La línea quedó muerta.

Regan bajó, dio la vuelta al coche y abrió la puerta del acompañante. Jack le había dicho que la bolsa pesaba once kilos. La cogió por el asa, la cargó entre sus brazos y la llevó al malecón, al inclinarse para dejarla en el malecón, vio que había una lancha amarrada a unos pasos de allí.

Una lancha, pensó con angustia. ¡Recogerán el rescate en una lancha! La unidad móvil de la Brigada de Casos Prioritarios no serviría de nada.

Pero en la bolsa del dinero había un localizador y el avión la seguiría hasta su destino. Recemos para que sea el mismo sitio donde tienen a papá y a Rosita, se dijo.

Ardiendo en deseos de ver algo que más tarde sirviera para identificar a los secuestradores, Regan miró de refilón la lancha mientras se incorporaba. Lo único que consiguió distinguir fue que el ocupante de la embarcación llevaba un traje de neopreno.

Antes de llegar al coche, oyó una voz procedente de la lancha:

—Muchas gracias, Regan.

—Águila uno a todas las unidades. No os acerquéis al coche. Puede que usen una barca para recoger el rescate.

Vieron que el coche de Regan recorría unos doscientos metros por el muelle y se detenía.

«Le han dicho que salga del coche y que deje el dinero en el malecón», informó Águila base.

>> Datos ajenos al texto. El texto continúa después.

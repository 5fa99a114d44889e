//! Join semantics: join types, comparison kinds and join conditions.

use std::cmp::Ordering;
use std::fmt;

use serde::{Deserialize, Serialize};

use crate::logical_type::LogicalType;
use crate::value::ValueRef;

// ── Join Type ──────────────────────────────────────────────────────────────

/// Supported join variants.
#[derive(Debug, Clone, Copy, PartialEq, Eq, Hash, Serialize, Deserialize)]
pub enum JoinType {
    /// Emit only matching pairs.
    Inner,
    /// Emit all probe rows; NULL-pad build columns on miss.
    Left,
    /// Emit matching pairs, then every unmatched build row with NULL probe columns.
    Right,
    /// Full outer join: `Left` on the probe side plus `Right` on the build side.
    Outer,
    /// Emit probe rows that have at least one build match, once each.
    Semi,
    /// Emit probe rows with no build match.
    Anti,
    /// Emit every probe row with a three-valued "has match" column.
    Mark,
    /// Emit every probe row with at most one matching build row.
    Single,
}

impl JoinType {
    /// Stable label used in logs.
    #[must_use]
    pub const fn as_str(self) -> &'static str {
        match self {
            Self::Inner => "inner",
            Self::Left => "left",
            Self::Right => "right",
            Self::Outer => "outer",
            Self::Semi => "semi",
            Self::Anti => "anti",
            Self::Mark => "mark",
            Self::Single => "single",
        }
    }

    /// Build rows carry a found flag and unmatched ones are emitted after probing.
    #[must_use]
    pub const fn is_right_outer(self) -> bool {
        matches!(self, Self::Right | Self::Outer)
    }

    /// Probe rows need a per-row match flag while scanning.
    #[must_use]
    pub const fn tracks_probe_matches(self) -> bool {
        !matches!(self, Self::Inner | Self::Right)
    }

    /// Output rows include the build payload columns.
    #[must_use]
    pub const fn emits_build_columns(self) -> bool {
        !matches!(self, Self::Semi | Self::Anti | Self::Mark)
    }
}

impl fmt::Display for JoinType {
    fn fmt(&self, f: &mut fmt::Formatter<'_>) -> fmt::Result {
        f.write_str(self.as_str())
    }
}

// ── Comparison ─────────────────────────────────────────────────────────────

/// Comparison applied between a probe key and a build key.
#[derive(Debug, Clone, Copy, PartialEq, Eq, Hash, Serialize, Deserialize)]
pub enum ComparisonKind {
    Equal,
    /// `IS NOT DISTINCT FROM`: equality where NULL equals NULL.
    NotDistinctFrom,
    NotEqual,
    LessThan,
    LessThanOrEqual,
    GreaterThan,
    GreaterThanOrEqual,
}

impl ComparisonKind {
    /// Equality kinds are hashed and select the bucket.
    #[must_use]
    pub const fn is_equality(self) -> bool {
        matches!(self, Self::Equal | Self::NotDistinctFrom)
    }

    /// Whether `probe.cmp(build) == ordering` satisfies the comparison.
    #[must_use]
    pub const fn accepts(self, ordering: Ordering) -> bool {
        match self {
            Self::Equal | Self::NotDistinctFrom => matches!(ordering, Ordering::Equal),
            Self::NotEqual => !matches!(ordering, Ordering::Equal),
            Self::LessThan => matches!(ordering, Ordering::Less),
            Self::LessThanOrEqual => !matches!(ordering, Ordering::Greater),
            Self::GreaterThan => matches!(ordering, Ordering::Greater),
            Self::GreaterThanOrEqual => !matches!(ordering, Ordering::Less),
        }
    }

    #[must_use]
    pub const fn as_str(self) -> &'static str {
        match self {
            Self::Equal => "=",
            Self::NotDistinctFrom => "IS NOT DISTINCT FROM",
            Self::NotEqual => "<>",
            Self::LessThan => "<",
            Self::LessThanOrEqual => "<=",
            Self::GreaterThan => ">",
            Self::GreaterThanOrEqual => ">=",
        }
    }
}

// ── Join Condition ─────────────────────────────────────────────────────────

/// One `probe_key <op> build_key` term of the join predicate.
#[derive(Debug, Clone, Copy, PartialEq, Eq, Hash, Serialize, Deserialize)]
pub struct JoinCondition {
    comparison: ComparisonKind,
    key_type: LogicalType,
    null_values_are_equal: bool,
}

impl JoinCondition {
    #[must_use]
    pub const fn new(comparison: ComparisonKind, key_type: LogicalType) -> Self {
        Self {
            comparison,
            key_type,
            null_values_are_equal: matches!(comparison, ComparisonKind::NotDistinctFrom),
        }
    }

    /// Plain `=` on `key_type`.
    #[must_use]
    pub const fn equal(key_type: LogicalType) -> Self {
        Self::new(ComparisonKind::Equal, key_type)
    }

    /// Override NULL comparability. `NotDistinctFrom` always keeps it.
    #[must_use]
    pub const fn with_null_equality(mut self, null_values_are_equal: bool) -> Self {
        self.null_values_are_equal = null_values_are_equal
            || matches!(self.comparison, ComparisonKind::NotDistinctFrom);
        self
    }

    #[must_use]
    pub const fn comparison(&self) -> ComparisonKind {
        self.comparison
    }

    #[must_use]
    pub const fn key_type(&self) -> LogicalType {
        self.key_type
    }

    #[must_use]
    pub const fn null_values_are_equal(&self) -> bool {
        self.null_values_are_equal
    }

    #[must_use]
    pub const fn is_equality(&self) -> bool {
        self.comparison.is_equality()
    }

    /// Evaluate `probe <op> build` under this condition's NULL semantics.
    #[must_use]
    pub fn matches(&self, probe: ValueRef<'_>, build: ValueRef<'_>) -> bool {
        match (probe.is_null(), build.is_null()) {
            (false, false) => probe
                .compare(build)
                .is_some_and(|ordering| self.comparison.accepts(ordering)),
            (true, true) => self.null_values_are_equal && self.comparison.is_equality(),
            _ => false,
        }
    }
}

#[cfg(test)]
mod tests {
    use super::*;

    #[test]
    fn equality_conditions_reject_nulls_by_default() {
        let cond = JoinCondition::equal(LogicalType::Int64);
        assert!(cond.matches(ValueRef::Int64(1), ValueRef::Int64(1)));
        assert!(!cond.matches(ValueRef::Null, ValueRef::Null));
        assert!(!cond.matches(ValueRef::Null, ValueRef::Int64(1)));
    }

    #[test]
    fn not_distinct_from_matches_nulls() {
        let cond = JoinCondition::new(ComparisonKind::NotDistinctFrom, LogicalType::Varchar);
        assert!(cond.null_values_are_equal());
        assert!(cond.matches(ValueRef::Null, ValueRef::Null));
        assert!(!cond.matches(ValueRef::Null, ValueRef::Varchar("x")));
        assert!(
            cond.with_null_equality(false).null_values_are_equal(),
            "NOT DISTINCT FROM keeps NULL equality"
        );
    }

    #[test]
    fn inequalities_compare_probe_against_build() {
        let lt = JoinCondition::new(ComparisonKind::LessThan, LogicalType::Int32);
        assert!(lt.matches(ValueRef::Int32(1), ValueRef::Int32(2)));
        assert!(!lt.matches(ValueRef::Int32(2), ValueRef::Int32(2)));
        let ne = JoinCondition::new(ComparisonKind::NotEqual, LogicalType::Int32);
        assert!(ne.matches(ValueRef::Int32(1), ValueRef::Int32(2)));
        assert!(!ne.matches(ValueRef::Null, ValueRef::Int32(2)));
    }

    #[test]
    fn join_type_classification() {
        assert!(JoinType::Right.is_right_outer());
        assert!(JoinType::Outer.is_right_outer());
        assert!(!JoinType::Left.is_right_outer());
        assert!(!JoinType::Inner.tracks_probe_matches());
        assert!(JoinType::Single.tracks_probe_matches());
        assert!(!JoinType::Mark.emits_build_columns());
        assert!(JoinType::Single.emits_build_columns());
    }
}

—Ponedme con la patrullera —ordenó Jack en el acto.

Después, mientras Alvirah escuchaba atentamente, dio las instrucciones necesarias al capitán con frases apremiantes y concisas:

—Siga a la lancha… nada de luces… no quiero detenciones…

—Jack, Regan está dando marcha atrás. Ya debe de haber dejado el dinero. —Azzolino señaló el BMW, que avanzaba lentamente hacia ellos.

Jack se apeó de un salto y abrió la portezuela del coche de Regan antes de que las ruedas dejaran de girar.

—Estaban en una embarcación. —No era una pregunta.

—Creo que sólo había una persona. Llevaba un traje de neopreno —dijo Regan, cabeceando—. No puedo creerlo. Ese bicho raro me llamó por mi nombre para darme las gracias. Fue estremecedor ¡Parecía un crío!

—Es un crío que ha leído los libros de su madre —observó Jack con voz tenebrosa.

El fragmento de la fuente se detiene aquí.